▶ _ENTRIES SHOWN_:

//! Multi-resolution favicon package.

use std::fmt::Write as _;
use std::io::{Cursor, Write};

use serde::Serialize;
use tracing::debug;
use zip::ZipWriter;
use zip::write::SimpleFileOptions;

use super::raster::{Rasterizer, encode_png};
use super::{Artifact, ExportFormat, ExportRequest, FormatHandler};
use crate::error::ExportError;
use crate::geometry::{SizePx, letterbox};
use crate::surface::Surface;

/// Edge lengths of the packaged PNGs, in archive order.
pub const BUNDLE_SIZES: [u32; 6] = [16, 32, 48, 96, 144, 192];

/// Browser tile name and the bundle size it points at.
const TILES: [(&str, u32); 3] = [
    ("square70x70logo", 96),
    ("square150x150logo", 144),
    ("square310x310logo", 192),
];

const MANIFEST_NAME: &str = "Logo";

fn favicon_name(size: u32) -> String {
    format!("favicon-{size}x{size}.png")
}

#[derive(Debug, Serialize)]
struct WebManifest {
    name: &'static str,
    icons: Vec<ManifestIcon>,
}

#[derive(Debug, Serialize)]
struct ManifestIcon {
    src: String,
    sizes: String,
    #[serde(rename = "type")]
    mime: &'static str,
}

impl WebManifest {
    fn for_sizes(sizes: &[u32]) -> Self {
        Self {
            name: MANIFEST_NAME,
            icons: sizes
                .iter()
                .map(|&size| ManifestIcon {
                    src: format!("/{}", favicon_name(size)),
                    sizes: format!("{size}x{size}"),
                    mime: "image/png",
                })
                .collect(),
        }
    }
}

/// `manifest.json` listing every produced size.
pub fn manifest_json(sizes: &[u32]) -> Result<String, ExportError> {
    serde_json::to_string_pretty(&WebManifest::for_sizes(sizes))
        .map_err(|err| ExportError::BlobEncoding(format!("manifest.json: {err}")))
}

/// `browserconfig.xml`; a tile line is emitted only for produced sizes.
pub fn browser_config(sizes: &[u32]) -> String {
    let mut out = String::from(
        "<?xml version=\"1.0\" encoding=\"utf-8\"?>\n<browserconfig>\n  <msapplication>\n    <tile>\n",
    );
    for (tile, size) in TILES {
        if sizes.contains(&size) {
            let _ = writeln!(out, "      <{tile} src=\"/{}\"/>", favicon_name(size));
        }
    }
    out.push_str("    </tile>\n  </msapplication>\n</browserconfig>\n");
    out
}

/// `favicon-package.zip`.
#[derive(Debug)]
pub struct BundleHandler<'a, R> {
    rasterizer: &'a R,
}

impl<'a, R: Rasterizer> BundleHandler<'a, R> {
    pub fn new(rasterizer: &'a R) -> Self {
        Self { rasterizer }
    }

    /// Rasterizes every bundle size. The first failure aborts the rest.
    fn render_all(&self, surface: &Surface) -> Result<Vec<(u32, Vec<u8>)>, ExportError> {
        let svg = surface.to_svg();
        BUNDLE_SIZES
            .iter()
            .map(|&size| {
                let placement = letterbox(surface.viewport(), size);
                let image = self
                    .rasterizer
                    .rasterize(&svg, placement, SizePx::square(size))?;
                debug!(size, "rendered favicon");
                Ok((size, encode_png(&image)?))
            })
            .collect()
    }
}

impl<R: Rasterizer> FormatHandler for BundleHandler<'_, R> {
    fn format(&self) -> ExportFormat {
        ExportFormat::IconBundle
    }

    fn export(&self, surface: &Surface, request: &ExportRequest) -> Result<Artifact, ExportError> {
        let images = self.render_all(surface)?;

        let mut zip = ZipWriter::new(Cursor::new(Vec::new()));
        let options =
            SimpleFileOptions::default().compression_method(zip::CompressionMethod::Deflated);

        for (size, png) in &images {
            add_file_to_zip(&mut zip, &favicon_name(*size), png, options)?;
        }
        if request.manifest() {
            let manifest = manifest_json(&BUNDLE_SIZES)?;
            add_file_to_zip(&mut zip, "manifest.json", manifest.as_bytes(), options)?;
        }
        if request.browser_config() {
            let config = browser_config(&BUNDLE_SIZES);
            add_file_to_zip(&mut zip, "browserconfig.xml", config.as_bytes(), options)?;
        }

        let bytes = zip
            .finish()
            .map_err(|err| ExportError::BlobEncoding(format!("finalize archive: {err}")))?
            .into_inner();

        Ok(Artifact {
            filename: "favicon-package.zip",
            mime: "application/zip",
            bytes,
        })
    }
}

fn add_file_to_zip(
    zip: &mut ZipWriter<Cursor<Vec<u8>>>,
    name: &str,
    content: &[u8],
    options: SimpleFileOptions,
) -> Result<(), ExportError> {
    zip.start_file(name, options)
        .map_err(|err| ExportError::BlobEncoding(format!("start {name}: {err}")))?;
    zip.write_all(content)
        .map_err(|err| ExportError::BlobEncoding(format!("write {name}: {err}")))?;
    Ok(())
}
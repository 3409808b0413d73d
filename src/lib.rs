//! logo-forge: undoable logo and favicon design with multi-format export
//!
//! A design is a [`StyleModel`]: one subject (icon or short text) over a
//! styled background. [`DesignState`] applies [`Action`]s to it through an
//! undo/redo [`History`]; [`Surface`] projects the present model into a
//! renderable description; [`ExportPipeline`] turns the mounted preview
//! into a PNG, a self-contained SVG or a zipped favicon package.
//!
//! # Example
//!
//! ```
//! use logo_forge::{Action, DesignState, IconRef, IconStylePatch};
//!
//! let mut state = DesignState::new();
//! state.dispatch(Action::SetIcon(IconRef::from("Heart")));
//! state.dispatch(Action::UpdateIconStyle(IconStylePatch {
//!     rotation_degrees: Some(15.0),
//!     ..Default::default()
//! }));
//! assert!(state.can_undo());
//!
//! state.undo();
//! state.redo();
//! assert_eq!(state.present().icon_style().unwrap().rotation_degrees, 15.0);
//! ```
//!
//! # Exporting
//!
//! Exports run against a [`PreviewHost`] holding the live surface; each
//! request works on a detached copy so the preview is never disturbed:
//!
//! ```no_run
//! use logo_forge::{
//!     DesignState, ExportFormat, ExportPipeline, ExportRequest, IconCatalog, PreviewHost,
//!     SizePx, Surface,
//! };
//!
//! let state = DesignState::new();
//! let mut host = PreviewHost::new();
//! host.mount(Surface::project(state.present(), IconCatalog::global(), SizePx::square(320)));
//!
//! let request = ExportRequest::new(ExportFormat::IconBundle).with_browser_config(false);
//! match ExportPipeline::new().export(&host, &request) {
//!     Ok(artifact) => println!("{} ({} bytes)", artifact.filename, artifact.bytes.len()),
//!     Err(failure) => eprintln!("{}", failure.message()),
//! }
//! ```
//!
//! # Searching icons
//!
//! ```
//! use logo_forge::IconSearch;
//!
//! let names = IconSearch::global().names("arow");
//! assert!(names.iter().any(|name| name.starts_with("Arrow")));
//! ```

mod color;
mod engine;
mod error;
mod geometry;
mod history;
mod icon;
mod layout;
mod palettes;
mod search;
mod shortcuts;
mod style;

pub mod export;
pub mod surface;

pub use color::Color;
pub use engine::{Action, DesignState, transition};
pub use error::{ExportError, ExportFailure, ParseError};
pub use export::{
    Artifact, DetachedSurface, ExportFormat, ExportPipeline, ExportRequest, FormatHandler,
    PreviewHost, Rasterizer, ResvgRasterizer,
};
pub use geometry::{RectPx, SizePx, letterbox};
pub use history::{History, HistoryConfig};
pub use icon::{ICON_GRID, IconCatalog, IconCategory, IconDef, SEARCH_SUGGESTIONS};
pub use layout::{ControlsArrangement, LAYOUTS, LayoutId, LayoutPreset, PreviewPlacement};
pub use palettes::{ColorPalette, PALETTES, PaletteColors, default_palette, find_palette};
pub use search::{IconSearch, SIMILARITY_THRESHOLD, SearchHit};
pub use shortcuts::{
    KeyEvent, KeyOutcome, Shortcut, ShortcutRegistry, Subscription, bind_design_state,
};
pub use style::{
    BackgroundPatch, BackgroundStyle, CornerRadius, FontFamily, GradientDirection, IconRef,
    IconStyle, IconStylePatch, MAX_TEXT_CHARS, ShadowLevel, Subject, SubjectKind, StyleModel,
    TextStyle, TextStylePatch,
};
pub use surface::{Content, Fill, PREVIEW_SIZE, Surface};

▶ _TASK OBJECTIVE_:
If a line in the data above contains "every", return that line.

▶ _WRITTEN SOLUTION_:
/// `manifest.json` listing every produced size.
    /// Rasterizes every bundle size. The first failure aborts the rest.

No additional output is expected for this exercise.